## Task statement
Starting with the opening line of the material, restate every line word for word, and end on the line containing "pub const SCORE_MAX: f64 = 10.0;".

## Exercise material
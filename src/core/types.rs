// src/core/types.rs — Core domain types

use serde::{Deserialize, Serialize};
use std::fmt;
use std::str::FromStr;

use super::gate::{self, PlanPolicy};
use crate::infra::errors::RedraftError;

/// Upper bound on an explicit `max_iterations` override.
pub const MAX_ITERATIONS_LIMIT: u32 = 10;
/// Scores (and explicit thresholds) live on a 0–10 scale.
pub const SCORE_MAX: f64 = 10.0;

/// Subscription tier selecting the default threshold and revision budget.
#[derive(Debug, Clone, Copy, PartialEq, Eq, Default, Serialize, Deserialize)]
#[serde(rename_all = "lowercase")]
pub enum Plan {
    #[default]
    Free,
    Basic,
    Premium,
}

impl Plan {
    /// Whether this plan ever permits a rewrite.
    pub fn allows_revision(self) -> bool {
        matches!(self, Plan::Basic | Plan::Premium)
    }
}

impl fmt::Display for Plan {
    fn fmt(&self, f: &mut fmt::Formatter<'_>) -> fmt::Result {
        match self {
            Plan::Free => write!(f, "free"),
            Plan::Basic => write!(f, "basic"),
            Plan::Premium => write!(f, "premium"),
        }
    }
}

impl FromStr for Plan {
    type Err = RedraftError;

    fn from_str(s: &str) -> Result<Self, Self::Err> {
        match s.trim().to_ascii_lowercase().as_str() {
            "free" => Ok(Plan::Free),
            "basic" => Ok(Plan::Basic),
            "premium" => Ok(Plan::Premium),
            other => Err(RedraftError::InvalidInput(format!(
                "unknown plan '{other}' (expected free, basic or premium)"
            ))),
        }
    }
}

/// One of the three independent scoring rubrics.
#[derive(Debug, Clone, Copy, PartialEq, Eq, Hash, Serialize, Deserialize)]
#[serde(rename_all = "lowercase")]
pub enum Dimension {
    Clarity,
    Analysis,
    Language,
}

impl Dimension {
    /// Scoring order within a cycle.
    pub const ALL: [Dimension; 3] = [Dimension::Clarity, Dimension::Analysis, Dimension::Language];

    pub fn as_str(self) -> &'static str {
        match self {
            Dimension::Clarity => "clarity",
            Dimension::Analysis => "analysis",
            Dimension::Language => "language",
        }
    }
}

impl fmt::Display for Dimension {
    fn fmt(&self, f: &mut fmt::Formatter<'_>) -> fmt::Result {
        f.write_str(self.as_str())
    }
}

/// A judge's verdict on one dimension.
#[derive(Debug, Clone, PartialEq, Serialize, Deserialize)]
pub struct DimensionFeedback {
    pub feedback: String,
    pub score: f64,
}

/// Results of one cycle's three scoring calls, each bound to its own slot.
#[derive(Debug, Clone)]
pub struct CycleScores {
    pub clarity: DimensionFeedback,
    pub analysis: DimensionFeedback,
    pub language: DimensionFeedback,
}

/// Inbound request from a front end.
#[derive(Debug, Clone, Serialize, Deserialize)]
pub struct EssayRequest {
    pub essay: String,
    #[serde(default)]
    pub plan: Plan,
    #[serde(default)]
    pub threshold: Option<f64>,
    #[serde(default)]
    pub max_iterations: Option<u32>,
}

impl EssayRequest {
    pub fn new(essay: impl Into<String>, plan: Plan) -> Self {
        Self {
            essay: essay.into(),
            plan,
            threshold: None,
            max_iterations: None,
        }
    }

    pub fn with_threshold(mut self, threshold: f64) -> Self {
        self.threshold = Some(threshold);
        self
    }

    pub fn with_max_iterations(mut self, max_iterations: u32) -> Self {
        self.max_iterations = Some(max_iterations);
        self
    }
}

/// The single mutable record threaded through the refine loop.
#[derive(Debug, Clone, PartialEq)]
pub struct EssayState {
    pub essay: String,
    pub feedback_language: String,
    pub feedback_clarity: String,
    pub feedback_analysis: String,
    pub overall_feedback: String,
    pub scores: Vec<f64>,
    pub avg_score: f64,
    pub iteration_count: u32,
    pub max_iterations: u32,
    pub threshold: f64,
    pub plan: Plan,
    pub needs_improvement: bool,
}

impl EssayState {
    /// Validate a request and build the initial state. No generation happens here.
    pub fn from_request(request: &EssayRequest) -> Result<Self, RedraftError> {
        let essay = request.essay.trim();
        if essay.is_empty() {
            return Err(RedraftError::InvalidInput("essay is empty".into()));
        }

        if let Some(t) = request.threshold {
            if !t.is_finite() || !(0.0..=SCORE_MAX).contains(&t) {
                return Err(RedraftError::InvalidInput(format!(
                    "threshold {t} is outside 0-{SCORE_MAX}"
                )));
            }
        }
        if let Some(n) = request.max_iterations {
            if n > MAX_ITERATIONS_LIMIT {
                return Err(RedraftError::InvalidInput(format!(
                    "max_iterations {n} exceeds {MAX_ITERATIONS_LIMIT}"
                )));
            }
        }

        let PlanPolicy {
            threshold,
            max_iterations,
        } = gate::resolve_policy(request.plan, request.threshold, request.max_iterations);

        Ok(Self::new(essay, request.plan, threshold, max_iterations))
    }

    pub fn new(essay: impl Into<String>, plan: Plan, threshold: f64, max_iterations: u32) -> Self {
        Self {
            essay: essay.into(),
            feedback_language: String::new(),
            feedback_clarity: String::new(),
            feedback_analysis: String::new(),
            overall_feedback: String::new(),
            scores: Vec::new(),
            avg_score: 0.0,
            iteration_count: 0,
            max_iterations,
            threshold,
            plan,
            needs_improvement: false,
        }
    }

    /// Land one dimension's verdict in its named field and append its score.
    pub fn record(&mut self, dimension: Dimension, verdict: DimensionFeedback) {
        match dimension {
            Dimension::Clarity => self.feedback_clarity = verdict.feedback,
            Dimension::Analysis => self.feedback_analysis = verdict.feedback,
            Dimension::Language => self.feedback_language = verdict.feedback,
        }
        self.scores.push(verdict.score);
    }

    /// Merge a full cycle of scores in fixed dimension order.
    pub fn record_cycle(&mut self, cycle: CycleScores) {
        self.record(Dimension::Clarity, cycle.clarity);
        self.record(Dimension::Analysis, cycle.analysis);
        self.record(Dimension::Language, cycle.language);
    }

    /// Install a rewritten essay and clear everything scoped to the previous cycle.
    pub fn begin_revision(&mut self, essay: String) {
        self.essay = essay;
        self.feedback_language.clear();
        self.feedback_clarity.clear();
        self.feedback_analysis.clear();
        self.overall_feedback.clear();
        self.scores.clear();
        self.iteration_count += 1;
    }
}

/// Outcome of the gate after an aggregation.
#[derive(Debug, Clone, Copy, PartialEq, Eq, Serialize, Deserialize)]
pub enum GateDecision {
    Stop(StopReason),
    Revise,
}

#[derive(Debug, Clone, Copy, PartialEq, Eq, Serialize, Deserialize)]
#[serde(rename_all = "snake_case")]
pub enum StopReason {
    QualityMet,
    BudgetExhausted,
}

impl fmt::Display for GateDecision {
    fn fmt(&self, f: &mut fmt::Formatter<'_>) -> fmt::Result {
        match self {
            GateDecision::Stop(StopReason::QualityMet) => write!(f, "stop (quality met)"),
            GateDecision::Stop(StopReason::BudgetExhausted) => write!(f, "stop (budget exhausted)"),
            GateDecision::Revise => write!(f, "revise"),
        }
    }
}

/// Terminal projection handed back to the front end.
#[derive(Debug, Clone, PartialEq, Serialize, Deserialize)]
pub struct EssayReport {
    pub essay: String,
    pub avg_score: f64,
    pub overall_feedback: String,
    pub needs_improvement: bool,
    pub iteration_count: u32,
    pub plan: Plan,
    /// `None` when the plan's threshold is unbounded (free tier).
    pub threshold: Option<f64>,
    pub stop_reason: StopReason,
    pub tokens_used: u32,
}

impl EssayReport {
    pub fn from_state(state: EssayState, stop_reason: StopReason, tokens_used: u32) -> Self {
        Self {
            threshold: state.threshold.is_finite().then_some(state.threshold),
            essay: state.essay,
            avg_score: state.avg_score,
            overall_feedback: state.overall_feedback,
            needs_improvement: state.needs_improvement,
            iteration_count: state.iteration_count,
            plan: state.plan,
            stop_reason,
            tokens_used,
        }
    }
}

/// Real-time lifecycle notifications from the orchestrator.
#[derive(Debug, Clone)]
pub enum ProgressEvent {
    CycleStart {
        cycle: u32,
        iteration_count: u32,
        max_iterations: u32,
    },
    DimensionScored {
        dimension: Dimension,
        score: f64,
        elapsed_ms: u64,
    },
    Aggregated {
        avg_score: f64,
        threshold: f64,
    },
    Decision {
        decision: GateDecision,
    },
    Revised {
        iteration_count: u32,
        essay_chars: usize,
    },
    Complete {
        avg_score: f64,
        iteration_count: u32,
        tokens_used: u32,
    },
}

#[cfg(test)]
mod tests {
    use super::*;
    use pretty_assertions::assert_eq;

    fn verdict(feedback: &str, score: f64) -> DimensionFeedback {
        DimensionFeedback {
            feedback: feedback.into(),
            score,
        }
    }

    // ─── Plan ───────────────────────────────────────────────────

    #[test]
    fn test_plan_parse() {
        assert_eq!("free".parse::<Plan>().unwrap(), Plan::Free);
        assert_eq!(" Basic ".parse::<Plan>().unwrap(), Plan::Basic);
        assert_eq!("PREMIUM".parse::<Plan>().unwrap(), Plan::Premium);
        assert!(matches!(
            "gold".parse::<Plan>(),
            Err(RedraftError::InvalidInput(_))
        ));
    }

    #[test]
    fn test_plan_serde_lowercase() {
        assert_eq!(serde_json::to_string(&Plan::Premium).unwrap(), "\"premium\"");
        let p: Plan = serde_json::from_str("\"basic\"").unwrap();
        assert_eq!(p, Plan::Basic);
    }

    #[test]
    fn test_plan_allows_revision() {
        assert!(!Plan::Free.allows_revision());
        assert!(Plan::Basic.allows_revision());
        assert!(Plan::Premium.allows_revision());
    }

    // ─── EssayState construction ────────────────────────────────

    #[test]
    fn test_from_request_trims_and_zeroes() {
        let state = EssayState::from_request(&EssayRequest::new("  An essay.\n", Plan::Basic))
            .unwrap();
        assert_eq!(state.essay, "An essay.");
        assert!(state.scores.is_empty());
        assert_eq!(state.iteration_count, 0);
        assert_eq!(state.avg_score, 0.0);
        assert_eq!(state.threshold, 7.0);
        assert_eq!(state.max_iterations, 2);
        assert!(!state.needs_improvement);
    }

    #[test]
    fn test_from_request_rejects_blank_essay() {
        let err = EssayState::from_request(&EssayRequest::new(" \n\t ", Plan::Premium))
            .unwrap_err();
        assert!(matches!(err, RedraftError::InvalidInput(_)));
    }

    #[test]
    fn test_from_request_rejects_out_of_range_threshold() {
        for bad in [-0.1, 10.5, f64::NAN, f64::INFINITY] {
            let req = EssayRequest::new("Essay.", Plan::Basic).with_threshold(bad);
            assert!(
                matches!(
                    EssayState::from_request(&req),
                    Err(RedraftError::InvalidInput(_))
                ),
                "threshold {bad} should be rejected"
            );
        }
    }

    #[test]
    fn test_from_request_rejects_oversized_cap() {
        let req = EssayRequest::new("Essay.", Plan::Premium).with_max_iterations(11);
        assert!(matches!(
            EssayState::from_request(&req),
            Err(RedraftError::InvalidInput(_))
        ));
        let req = EssayRequest::new("Essay.", Plan::Premium).with_max_iterations(10);
        assert_eq!(EssayState::from_request(&req).unwrap().max_iterations, 10);
    }

    #[test]
    fn test_request_json_defaults() {
        let req: EssayRequest = serde_json::from_str(r#"{"essay":"Hi"}"#).unwrap();
        assert_eq!(req.plan, Plan::Free);
        assert!(req.threshold.is_none());
        assert!(req.max_iterations.is_none());
    }

    // ─── Cycle bookkeeping ──────────────────────────────────────

    #[test]
    fn test_record_cycle_fixed_order() {
        let mut state = EssayState::new("e", Plan::Basic, 7.0, 2);
        state.record_cycle(CycleScores {
            clarity: verdict("clear", 6.0),
            analysis: verdict("shallow", 4.0),
            language: verdict("fine", 8.0),
        });
        assert_eq!(state.scores, vec![6.0, 4.0, 8.0]);
        assert_eq!(state.feedback_clarity, "clear");
        assert_eq!(state.feedback_analysis, "shallow");
        assert_eq!(state.feedback_language, "fine");
    }

    #[test]
    fn test_begin_revision_resets_cycle_fields() {
        let mut state = EssayState::new("old", Plan::Premium, 9.0, 4);
        state.record_cycle(CycleScores {
            clarity: verdict("a", 5.0),
            analysis: verdict("b", 5.0),
            language: verdict("c", 5.0),
        });
        state.overall_feedback = "summary".into();
        state.avg_score = 5.0;

        state.begin_revision("new".into());

        assert_eq!(state.essay, "new");
        assert!(state.scores.is_empty());
        assert!(state.feedback_clarity.is_empty());
        assert!(state.feedback_analysis.is_empty());
        assert!(state.feedback_language.is_empty());
        assert!(state.overall_feedback.is_empty());
        assert_eq!(state.iteration_count, 1);
        assert_eq!(state.max_iterations, 4);
    }

    // ─── EssayReport ────────────────────────────────────────────

    #[test]
    fn test_report_hides_infinite_threshold() {
        let state = EssayState::new("e", Plan::Free, f64::INFINITY, 0);
        let report = EssayReport::from_state(state, StopReason::BudgetExhausted, 0);
        assert_eq!(report.threshold, None);
        let json = serde_json::to_value(&report).unwrap();
        assert!(json["threshold"].is_null());
        assert_eq!(json["stop_reason"], "budget_exhausted");
    }

    #[test]
    fn test_gate_decision_display() {
        assert_eq!(GateDecision::Revise.to_string(), "revise");
        assert_eq!(
            GateDecision::Stop(StopReason::QualityMet).to_string(),
            "stop (quality met)"
        );
    }
}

## Solution
filename src/core/types.rs
// src/core/types.rs — Core domain types

use serde::{Deserialize, Serialize};
use std::fmt;
use std::str::FromStr;

use super::gate::{self, PlanPolicy};
use crate::infra::errors::RedraftError;

/// Upper bound on an explicit `max_iterations` override.
pub const MAX_ITERATIONS_LIMIT: u32 = 10;
/// Scores (and explicit thresholds) live on a 0–10 scale.
pub const SCORE_MAX: f64 = 10.0;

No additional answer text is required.